A rollover or a change in a designated beneficiary is not treated as a taxable distribution to the contributor and is also not subject to a penalty if the new beneficiary is a “member of the family” of the replaced beneficiary . Additionally, a rollover must be completed within 60 days of the distribution. A distribution is not a rollover unless there is a change in beneficiary. This requirement limits the ability to manage the account indirectly by rolling over a beneficiary’s funds tax-free from one state’s savings plan to another state’s savings plan in order to get the benefit of a more desirable investment program. The new beneficiary account can be in any state.

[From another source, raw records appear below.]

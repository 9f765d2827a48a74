//! Microphone capture through the system audio host (`cpal`).

use std::time::Instant;

use cpal::traits::{DeviceTrait, HostTrait, StreamTrait};
use tokio::sync::mpsc;
use tracing::{debug, info, warn};

use super::base::{
    AudioConstraints, AudioFormat, AudioFrame, AudioSource, AudioSourceError,
    FRAME_CHANNEL_CAPACITY, FrameReceiver,
};

/// List the names of available input devices.
pub fn list_input_devices() -> Result<Vec<String>, AudioSourceError> {
    let host = cpal::default_host();
    let devices = host.input_devices().map_err(|e| {
        AudioSourceError::DeviceUnavailable(format!("Failed to enumerate input devices: {e}"))
    })?;

    Ok(devices.filter_map(|device| device.name().ok()).collect())
}

fn find_device(name: Option<&str>) -> Result<cpal::Device, AudioSourceError> {
    let host = cpal::default_host();

    match name {
        Some(name) => {
            let devices = host.input_devices().map_err(|e| {
                AudioSourceError::DeviceUnavailable(format!("Failed to enumerate devices: {e}"))
            })?;
            devices
                .into_iter()
                .find(|device| device.name().map(|n| n == name).unwrap_or(false))
                .ok_or_else(|| {
                    AudioSourceError::DeviceUnavailable(format!("Input device '{name}' not found"))
                })
        }
        None => host.default_input_device().ok_or_else(|| {
            AudioSourceError::DeviceUnavailable("No default input device".to_string())
        }),
    }
}

/// Map a stream build failure onto the capture error taxonomy.
fn classify_build_error(err: cpal::BuildStreamError) -> AudioSourceError {
    let message = err.to_string();
    let lower = message.to_lowercase();
    if lower.contains("permission") || lower.contains("denied") || lower.contains("not allowed") {
        AudioSourceError::PermissionDenied(message)
    } else {
        AudioSourceError::DeviceUnavailable(message)
    }
}

/// Accumulates callback buffers into fixed-size frames.
struct FrameAssembler {
    format: AudioFormat,
    frame_len: usize,
    buffer: Vec<f32>,
    opened_at: Instant,
    tx: mpsc::Sender<AudioFrame>,
}

impl FrameAssembler {
    fn push(&mut self, data: impl Iterator<Item = f32>) {
        for sample in data {
            self.buffer.push(sample);
            if self.buffer.len() == self.frame_len {
                let samples = std::mem::replace(&mut self.buffer, Vec::with_capacity(self.frame_len));
                let frame_ms = self.format.duration_ms(samples.len());
                let captured_at_ms =
                    (self.opened_at.elapsed().as_millis() as u64).saturating_sub(frame_ms);
                // The callback must never block; a full channel drops the frame.
                if self.tx.try_send(AudioFrame::new(samples, self.format, captured_at_ms)).is_err() {
                    warn!("Capture frame channel full, dropping frame");
                }
            }
        }
    }
}

/// Wrapper for cpal::Stream to make it Send.
///
/// SAFETY: the stream is created, played and dropped by the owning
/// `CpalAudioSource` only, and is never shared between threads.
struct SendableStream(cpal::Stream);

unsafe impl Send for SendableStream {}

/// Microphone capture backed by the default `cpal` host.
///
/// The stream (and with it the device) is released on `close` or drop.
pub struct CpalAudioSource {
    device_name: Option<String>,
    stream: Option<SendableStream>,
    format: Option<AudioFormat>,
}

impl CpalAudioSource {
    /// Create a source for the named device, or the system default.
    pub fn new(device_name: Option<String>) -> Self {
        Self {
            device_name,
            stream: None,
            format: None,
        }
    }

    fn build_stream(
        device: &cpal::Device,
        constraints: &AudioConstraints,
        tx: mpsc::Sender<AudioFrame>,
    ) -> Result<cpal::Stream, AudioSourceError> {
        let format = constraints.format();
        let config = cpal::StreamConfig {
            channels: format.channels,
            sample_rate: cpal::SampleRate(format.sample_rate),
            buffer_size: cpal::BufferSize::Default,
        };
        let frame_len = format.samples_for_ms(constraints.frame_ms).max(1);
        let opened_at = Instant::now();

        let err_callback = |err| {
            warn!("Audio input stream error: {}", err);
        };

        // Try f32 first, then i16 with conversion
        let mut assembler = FrameAssembler {
            format,
            frame_len,
            buffer: Vec::with_capacity(frame_len),
            opened_at,
            tx: tx.clone(),
        };
        let f32_result = device.build_input_stream(
            &config,
            move |data: &[f32], _: &cpal::InputCallbackInfo| {
                assembler.push(data.iter().copied());
            },
            err_callback,
            None,
        );

        let first_err = match f32_result {
            Ok(stream) => return Ok(stream),
            Err(e) => e,
        };
        debug!("f32 input stream unavailable ({}), trying i16", first_err);

        let mut assembler = FrameAssembler {
            format,
            frame_len,
            buffer: Vec::with_capacity(frame_len),
            opened_at,
            tx,
        };
        device
            .build_input_stream(
                &config,
                move |data: &[i16], _: &cpal::InputCallbackInfo| {
                    assembler.push(data.iter().map(|&s| s as f32 / i16::MAX as f32));
                },
                err_callback,
                None,
            )
            .map_err(|_| classify_build_error(first_err))
    }
}

impl AudioSource for CpalAudioSource {
    fn open(&mut self, constraints: &AudioConstraints) -> Result<FrameReceiver, AudioSourceError> {
        if self.stream.is_some() {
            return Err(AudioSourceError::AlreadyOpen);
        }

        let requested = constraints.device.as_deref().or(self.device_name.as_deref());
        let device = find_device(requested)?;
        let device_name = device.name().unwrap_or_else(|_| "unknown".to_string());

        let (tx, rx) = mpsc::channel(FRAME_CHANNEL_CAPACITY);
        let stream = Self::build_stream(&device, constraints, tx)?;
        stream.play().map_err(|e| {
            let message = format!("Failed to start input stream: {e}");
            if message.to_lowercase().contains("permission") {
                AudioSourceError::PermissionDenied(message)
            } else {
                AudioSourceError::DeviceUnavailable(message)
            }
        })?;

        self.stream = Some(SendableStream(stream));
        self.format = Some(constraints.format());

        info!(
            device = %device_name,
            format = %constraints.format(),
            frame_ms = constraints.frame_ms,
            "Microphone capture started"
        );
        Ok(rx)
    }

    fn close(&mut self) {
        if let Some(SendableStream(stream)) = self.stream.take() {
            if let Err(e) = stream.pause() {
                debug!("Failed to pause input stream: {}", e);
            }
            drop(stream);
            self.format = None;
            info!("Microphone capture stopped");
        }
    }

    fn is_open(&self) -> bool {
        self.stream.is_some()
    }

    fn format(&self) -> Option<AudioFormat> {
        self.format
    }
}

impl Drop for CpalAudioSource {
    fn drop(&mut self) {
        self.close();
    }
}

Members of the beneficiary’s family consist of the relatives listed in IRC section 152(a)(1)–(8) and their spouses, for whom the dependency exemption would be available to the old beneficiary. Specifically, the group includes the old beneficiary’s: children, grandchildren, brothers, sisters, parents, grandparents, nieces, nephews, uncles, aunts, in-laws, and spouses of these persons and spouses of the beneficiary (but not cousins), as well as some step-relatives. Changing a designated beneficiary or rolling over to an account of a new beneficiary has no gift tax consequences if the new beneficiary is a member of the old beneficiary’s family and is of the same or higher generation as the old beneficiary under the section 2651 generation-skipping transfer tax rules. Thus, a transfer by rollover or redesignation from one child to another, or from one grandchild to another, is not a taxable gift. However, a transfer from a child to a grandchild, or from a child to a non–family member, would be a taxable gift to the child. In such a case, the old beneficiary might make the election to spread the gift over a five-year period.

State Taxation

In addition to federal tax savings, the savings plans of many states offer a variety of state specific tax breaks and other benefits. Some of the benefits are available only to in-state residents, while other benefits are available to anyone. Some states allow either a full or a partial deduction against state taxable income for yearly contributions made. New York, for example, permits a $10,000 maximum annual deduction for a married couple; Virginia permits a full deduction. Some states also exempt earnings on qualified distributions from state income tax. The state-level tax benefits are only helpful for in-state residents and nonresidents subject to income tax. Assorted other types of incentives are extended by states: matching contributions based on certain criteria, such as income (Louisiana and Minnesota); granting beneficiaries that attend in-state college a freshmen scholarship (New Jersey); disregarding the value of the account as an asset towards state financial aid; and incorporating special loan features (North Carolina). Residents in states that do not provide any extra benefits might want to shop around.

Financial Aid

Federal financial aid formulas count assets in savings plans as assets of the account owner and not the student. A grandparent-owned account does not appear as an asset in the aid application filed by the family. If the donor is the student’s parent, the impact on financial aid is smaller than if the asset belonged to the beneficiary. Parental contribution for college cost is assessed at no more than 5.6% of parental assets, whereas student-owned assets are charged at up to 35% in the aid formula. The earnings portion of withdrawals from savings plans are counted as student income and are assessed at 50% in the year following withdrawal, thereby reducing financial aid in later years. Different rules apply to the prepaid tuition type of QSTP.

Some states, such as New York, do not count assets in savings plans of residents when determining eligibility for financial aid under some or all state-administered financial aid programs. Some colleges count assets in savings plans as student-owned assets when calculating their own financial aid awards (e.g., scholarships and grants offered by the colleges), which can result in less aid.